The problem » Take from the material every line that contains the word "version".

--------

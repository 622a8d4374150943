//! Voice-platform surface: request/response envelopes and the intent
//! orchestrator that answers them.

pub mod orchestrator;
pub mod request;
pub mod response;

pub use orchestrator::IntentOrchestrator;
pub use request::{Intent, RequestEnvelope, Session, SkillRequest, Slot};
pub use response::{Card, Image, OutputSpeech, ResponseEnvelope, SpeechletResponse};
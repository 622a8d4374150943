use crate::config::HttpServerConfig;
use crate::error::{ConceptMapError, Result};
use crate::skill::{IntentOrchestrator, RequestEnvelope};
use axum::{
    extract::State,
    http::StatusCode,
    response::{IntoResponse, Response},
    routing::{get, post},
    Json, Router,
};
use std::sync::Arc;
use tower::ServiceBuilder;
use tower_http::cors::{AllowOrigin, Any, CorsLayer};
use tower_http::trace::TraceLayer;

/// Check if a port is available by attempting to bind to it
async fn check_port_available(addr: &str) -> bool {
    tokio::net::TcpListener::bind(addr).await.is_ok()
}

/// HTTP endpoint receiving skill request envelopes
pub struct SkillServer {
    orchestrator: Arc<IntentOrchestrator>,
    config: HttpServerConfig,
}

impl SkillServer {
    pub fn new(orchestrator: IntentOrchestrator, config: HttpServerConfig) -> Self {
        Self {
            orchestrator: Arc::new(orchestrator),
            config,
        }
    }

    /// Run the HTTP server until it fails
    pub async fn run(&self) -> Result<()> {
        let addr = format!("{}:{}", self.config.bind_address, self.config.port);

        if !check_port_available(&addr).await {
            return Err(ConceptMapError::Config(format!(
                "Port {} is already in use. Stop the other process or set http_server.port in config.toml",
                self.config.port
            )));
        }

        let listener = tokio::net::TcpListener::bind(&addr).await?;
        log::info!("Starting Concept Map skill endpoint on http://{}", addr);
        log::info!("Skill endpoint: http://{}/skill", addr);

        axum::serve(listener, self.create_router()).await?;

        Ok(())
    }

    /// Create the router (exposed for embedding and tests)
    pub fn create_router(&self) -> Router {
        // Empty allowed_origins means no restriction (local dev).
        let cors = if self.config.allowed_origins.is_empty() {
            CorsLayer::new().allow_origin(Any).allow_methods(Any).allow_headers(Any)
        } else {
            let origins: Vec<axum::http::HeaderValue> = self
                .config
                .allowed_origins
                .iter()
                .filter_map(|o| o.parse().ok())
                .collect();
            CorsLayer::new()
                .allow_origin(AllowOrigin::list(origins))
                .allow_methods(Any)
                .allow_headers(Any)
        };

        Router::new()
            .route("/skill", post(handle_skill))
            .route("/health", get(handle_health))
            .layer(ServiceBuilder::new().layer(TraceLayer::new_for_http()).layer(cors))
            .with_state(AppState {
                orchestrator: self.orchestrator.clone(),
            })
    }
}

/// Application state shared across handlers
#[derive(Clone)]
struct AppState {
    orchestrator: Arc<IntentOrchestrator>,
}

/// Handle POST /skill: one request envelope in, one response envelope out
async fn handle_skill(State(state): State<AppState>, body: axum::body::Bytes) -> Response {
    let envelope: RequestEnvelope = match serde_json::from_slice(&body) {
        Ok(e) => e,
        Err(e) => {
            log::warn!("Rejected malformed skill request: {}", e);
            return (
                StatusCode::BAD_REQUEST,
                Json(serde_json::json!({"error": format!("Invalid request envelope: {}", e)})),
            )
                .into_response();
        }
    };

    match state.orchestrator.handle(&envelope).await {
        Ok(response) => (StatusCode::OK, Json(response)).into_response(),
        Err(ConceptMapError::InvalidIntent(name)) => (
            StatusCode::BAD_REQUEST,
            Json(serde_json::json!({
                "error": "Invalid Intent",
                "intent": name
            })),
        )
            .into_response(),
        Err(e) => {
            log::error!("Error handling skill request {}: {}", envelope.request.request_id(), e);
            (
                StatusCode::INTERNAL_SERVER_ERROR,
                Json(serde_json::json!({
                    "error": "Internal server error",
                    "details": e.to_string()
                })),
            )
                .into_response()
        }
    }
}

/// Handle health check endpoint
async fn handle_health() -> Response {
    (
        StatusCode::OK,
        Json(serde_json::json!({
            "status": "ok",
            "service": "conceptmap",
            "version": env!("CARGO_PKG_VERSION")
        })),
    )
        .into_response()
}
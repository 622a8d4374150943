use serde::Serialize;

/// Outbound response envelope
#[derive(Debug, Clone, PartialEq, Serialize)]
pub struct ResponseEnvelope {
    pub version: String,
    pub response: SpeechletResponse,
}

impl ResponseEnvelope {
    pub fn new(response: SpeechletResponse) -> Self {
        Self {
            version: "1.0".to_string(),
            response,
        }
    }
}

/// Speech to be rendered by the platform
#[derive(Debug, Clone, PartialEq, Serialize)]
#[serde(tag = "type")]
pub enum OutputSpeech {
    PlainText { text: String },
    #[serde(rename = "SSML")]
    Ssml { ssml: String },
}

impl OutputSpeech {
    pub fn plain(text: impl Into<String>) -> Self {
        OutputSpeech::PlainText { text: text.into() }
    }

    pub fn ssml(ssml: impl Into<String>) -> Self {
        OutputSpeech::Ssml { ssml: ssml.into() }
    }

    pub fn text(&self) -> &str {
        match self {
            OutputSpeech::PlainText { text } => text,
            OutputSpeech::Ssml { ssml } => ssml,
        }
    }
}

#[derive(Debug, Clone, Default, PartialEq, Serialize)]
#[serde(rename_all = "camelCase")]
pub struct Image {
    #[serde(skip_serializing_if = "Option::is_none")]
    pub large_image_url: Option<String>,
}

/// Visual card shown alongside the speech
#[derive(Debug, Clone, PartialEq, Serialize)]
#[serde(tag = "type")]
pub enum Card {
    Standard { title: String, text: String, image: Image },
}

#[derive(Debug, Clone, PartialEq, Serialize)]
#[serde(rename_all = "camelCase")]
pub struct Reprompt {
    pub output_speech: OutputSpeech,
}

#[derive(Debug, Clone, PartialEq, Serialize)]
#[serde(rename_all = "camelCase")]
pub struct SpeechletResponse {
    #[serde(skip_serializing_if = "Option::is_none")]
    pub output_speech: Option<OutputSpeech>,
    #[serde(skip_serializing_if = "Option::is_none")]
    pub card: Option<Card>,
    #[serde(skip_serializing_if = "Option::is_none")]
    pub reprompt: Option<Reprompt>,
    pub should_end_session: bool,
}

impl SpeechletResponse {
    /// Final answer; ends the session.
    pub fn tell(speech: OutputSpeech, card: Option<Card>) -> Self {
        Self {
            output_speech: Some(speech),
            card,
            reprompt: None,
            should_end_session: true,
        }
    }

    /// Prompt expecting a reply.
    pub fn ask(speech: OutputSpeech, reprompt: OutputSpeech) -> Self {
        Self {
            output_speech: Some(speech),
            card: None,
            reprompt: Some(Reprompt {
                output_speech: reprompt,
            }),
            should_end_session: false,
        }
    }

    /// No speech at all (session-ended acknowledgement).
    pub fn empty() -> Self {
        Self {
            output_speech: None,
            card: None,
            reprompt: None,
            should_end_session: true,
        }
    }

    pub fn speech_text(&self) -> Option<&str> {
        self.output_speech.as_ref().map(OutputSpeech::text)
    }
}
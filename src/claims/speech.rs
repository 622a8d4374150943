//! Spoken rendering of claim labels.

/// Render labels as a spoken list.
///
/// Every label is followed by `",\n"`, and `" and "` is appended right after
/// the second-to-last label's terminator, so `["A", "B", "C"]` renders as
/// `"A,\nB,\n and C,\n"`.
pub fn to_speech<S: AsRef<str>>(labels: &[S]) -> String {
    let mut speech = String::new();
    let count = labels.len();

    for (i, label) in labels.iter().enumerate() {
        speech.push_str(label.as_ref());
        speech.push_str(",\n");
        if count > 1 && i == count - 2 {
            speech.push_str(" and ");
        }
    }

    speech
}
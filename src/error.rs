use thiserror::Error;

/// Main error type for Concept Map
#[derive(Error, Debug)]
pub enum ConceptMapError {
    /// HTTP client errors (building the client, transport failures)
    #[error("HTTP error: {0}")]
    Http(#[from] reqwest::Error),

    /// File system I/O errors
    #[error("IO error: {0}")]
    Io(#[from] std::io::Error),

    /// Configuration errors
    #[error("Configuration error: {0}")]
    Config(String),

    /// Malformed service responses (bad JSON, missing fields)
    #[error("Parse error: {0}")]
    Parse(String),

    /// Intent name the skill does not handle
    #[error("Invalid intent: {0}")]
    InvalidIntent(String),
}

impl From<serde_json::Error> for ConceptMapError {
    fn from(err: serde_json::Error) -> Self {
        ConceptMapError::Parse(err.to_string())
    }
}

/// Convenient Result type using ConceptMapError
pub type Result<T> = std::result::Result<T, ConceptMapError>;
pub mod config;
pub mod error;
pub mod claims;
pub mod lookup;
pub mod skill;
pub mod server;

pub use config::Config;
pub use error::{ConceptMapError, Result};
pub use claims::{ClaimsInfo, ClaimsQuery, ItemInfo};
pub use skill::IntentOrchestrator;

--------

Output of the task »
            "version": env!("CARGO_PKG_VERSION")
    pub version: String,
            version: "1.0".to_string(),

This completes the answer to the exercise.